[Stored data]
__________________________________________________
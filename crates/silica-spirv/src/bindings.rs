//! Descriptor binding aggregation across shader stages.

use std::collections::BTreeMap;

use crate::CompileError;

/// Bitflags naming the pipeline stages a binding is used in.
#[derive(Clone, Copy, Debug, Default, Hash, Eq, PartialEq)]
pub struct StageMask(u32);

impl StageMask {
    /// No stages.
    pub const EMPTY: Self = Self(0);
    pub const VERTEX: Self = Self(1);
    pub const TESSELLATION_CONTROL: Self = Self(2);
    pub const TESSELLATION_EVALUATION: Self = Self(4);
    pub const FRAGMENT: Self = Self(8);
    pub const COMPUTE: Self = Self(16);

    /// Returns `true` if `self` contains all flags in `other`.
    pub fn contains(self, other: Self) -> bool {
        self.0 & other.0 == other.0
    }

    /// Returns `true` if no flags are set.
    pub fn is_empty(self) -> bool {
        self.0 == 0
    }

    /// The raw bit pattern.
    pub fn bits(self) -> u32 {
        self.0
    }
}

impl std::ops::BitOr for StageMask {
    type Output = Self;
    fn bitor(self, rhs: Self) -> Self {
        Self(self.0 | rhs.0)
    }
}

impl std::ops::BitOrAssign for StageMask {
    fn bitor_assign(&mut self, rhs: Self) {
        self.0 |= rhs.0;
    }
}

/// What a descriptor slot holds.
#[derive(Clone, Copy, Debug, Hash, Eq, PartialEq)]
pub enum DescriptorKind {
    /// Hole in a set's binding vector.
    Unused,
    UniformBuffer,
    StorageBuffer,
    SampledImage,
}

/// One descriptor slot within a set.
#[derive(Clone, Copy, Debug, Eq, PartialEq)]
pub struct DescriptorBinding {
    pub kind: DescriptorKind,
    /// Descriptor count; always 1 for used slots (arrays not supported).
    pub count: u32,
    /// Stages in which the binding is referenced.
    pub stages: StageMask,
}

impl DescriptorBinding {
    /// The hole value used when flattening sparse slots.
    pub const UNUSED: Self = Self {
        kind: DescriptorKind::Unused,
        count: 0,
        stages: StageMask::EMPTY,
    };
}

/// The declared shape of one descriptor set, indexed densely by slot.
#[derive(Clone, Debug, Default, Eq, PartialEq)]
pub struct DescriptorSetLayout {
    pub bindings: Vec<DescriptorBinding>,
}

/// Per-set, per-slot binding state gathered during compilation.
///
/// Ordered maps keep flattening deterministic.
#[derive(Debug, Default)]
pub(crate) struct BindingTable {
    sets: BTreeMap<u32, BTreeMap<u32, DescriptorBinding>>,
}

impl BindingTable {
    pub fn new() -> Self {
        Self::default()
    }

    /// Records a use of `(set, slot)` with the given kind in the given
    /// stages. Stage masks accumulate; a kind disagreement is fatal.
    pub fn register(
        &mut self,
        set: u32,
        slot: u32,
        kind: DescriptorKind,
        stages: StageMask,
    ) -> Result<(), CompileError> {
        let entry = self
            .sets
            .entry(set)
            .or_default()
            .entry(slot)
            .or_insert(DescriptorBinding {
                kind,
                count: 1,
                stages: StageMask::EMPTY,
            });
        if entry.kind != kind {
            return Err(CompileError::DescriptorConflict {
                set,
                slot,
                existing: entry.kind,
                requested: kind,
            });
        }
        entry.stages |= stages;
        Ok(())
    }

    /// Flattens into dense per-set vectors, filling holes with
    /// [`DescriptorBinding::UNUSED`]. Empty when nothing registered.
    pub fn flatten(&self) -> Vec<DescriptorSetLayout> {
        let Some(max_set) = self.sets.keys().next_back().copied() else {
            return Vec::new();
        };
        (0..=max_set)
            .map(|set| {
                let mut layout = DescriptorSetLayout::default();
                if let Some(slots) = self.sets.get(&set) {
                    let max_slot = *slots.keys().next_back().expect("non-empty set map");
                    layout.bindings = (0..=max_slot)
                        .map(|slot| slots.get(&slot).copied().unwrap_or(DescriptorBinding::UNUSED))
                        .collect();
                }
                layout
            })
            .collect()
    }
}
__________________________________________________
**INSTRUCTIONS FOR THE TASK**
Return all of the entries exactly as written.

**ANSWER SECTION**
filename crates/silica-spirv/src/bindings.rs
//! Descriptor binding aggregation across shader stages.

use std::collections::BTreeMap;

use crate::CompileError;

/// Bitflags naming the pipeline stages a binding is used in.
#[derive(Clone, Copy, Debug, Default, Hash, Eq, PartialEq)]
pub struct StageMask(u32);

impl StageMask {
    /// No stages.
    pub const EMPTY: Self = Self(0);
    pub const VERTEX: Self = Self(1);
    pub const TESSELLATION_CONTROL: Self = Self(2);
    pub const TESSELLATION_EVALUATION: Self = Self(4);
    pub const FRAGMENT: Self = Self(8);
    pub const COMPUTE: Self = Self(16);

    /// Returns `true` if `self` contains all flags in `other`.
    pub fn contains(self, other: Self) -> bool {
        self.0 & other.0 == other.0
    }

    /// Returns `true` if no flags are set.
    pub fn is_empty(self) -> bool {
        self.0 == 0
    }

    /// The raw bit pattern.
    pub fn bits(self) -> u32 {
        self.0
    }
}

impl std::ops::BitOr for StageMask {
    type Output = Self;
    fn bitor(self, rhs: Self) -> Self {
        Self(self.0 | rhs.0)
    }
}

impl std::ops::BitOrAssign for StageMask {
    fn bitor_assign(&mut self, rhs: Self) {
        self.0 |= rhs.0;
    }
}

/// What a descriptor slot holds.
#[derive(Clone, Copy, Debug, Hash, Eq, PartialEq)]
pub enum DescriptorKind {
    /// Hole in a set's binding vector.
    Unused,
    UniformBuffer,
    StorageBuffer,
    SampledImage,
}

/// One descriptor slot within a set.
#[derive(Clone, Copy, Debug, Eq, PartialEq)]
pub struct DescriptorBinding {
    pub kind: DescriptorKind,
    /// Descriptor count; always 1 for used slots (arrays not supported).
    pub count: u32,
    /// Stages in which the binding is referenced.
    pub stages: StageMask,
}

impl DescriptorBinding {
    /// The hole value used when flattening sparse slots.
    pub const UNUSED: Self = Self {
        kind: DescriptorKind::Unused,
        count: 0,
        stages: StageMask::EMPTY,
    };
}

/// The declared shape of one descriptor set, indexed densely by slot.
#[derive(Clone, Debug, Default, Eq, PartialEq)]
pub struct DescriptorSetLayout {
    pub bindings: Vec<DescriptorBinding>,
}

/// Per-set, per-slot binding state gathered during compilation.
///
/// Ordered maps keep flattening deterministic.
#[derive(Debug, Default)]
pub(crate) struct BindingTable {
    sets: BTreeMap<u32, BTreeMap<u32, DescriptorBinding>>,
}

impl BindingTable {
    pub fn new() -> Self {
        Self::default()
    }

    /// Records a use of `(set, slot)` with the given kind in the given
    /// stages. Stage masks accumulate; a kind disagreement is fatal.
    pub fn register(
        &mut self,
        set: u32,
        slot: u32,
        kind: DescriptorKind,
        stages: StageMask,
    ) -> Result<(), CompileError> {
        let entry = self
            .sets
            .entry(set)
            .or_default()
            .entry(slot)
            .or_insert(DescriptorBinding {
                kind,
                count: 1,
                stages: StageMask::EMPTY,
            });
        if entry.kind != kind {
            return Err(CompileError::DescriptorConflict {
                set,
                slot,
                existing: entry.kind,
                requested: kind,
            });
        }
        entry.stages |= stages;
        Ok(())
    }

    /// Flattens into dense per-set vectors, filling holes with
    /// [`DescriptorBinding::UNUSED`]. Empty when nothing registered.
    pub fn flatten(&self) -> Vec<DescriptorSetLayout> {
        let Some(max_set) = self.sets.keys().next_back().copied() else {
            return Vec::new();
        };
        (0..=max_set)
            .map(|set| {
                let mut layout = DescriptorSetLayout::default();
                if let Some(slots) = self.sets.get(&set) {
                    let max_slot = *slots.keys().next_back().expect("non-empty set map");
                    layout.bindings = (0..=max_slot)
                        .map(|slot| slots.get(&slot).copied().unwrap_or(DescriptorBinding::UNUSED))
                        .collect();
                }
                layout
            })
            .collect()
    }
}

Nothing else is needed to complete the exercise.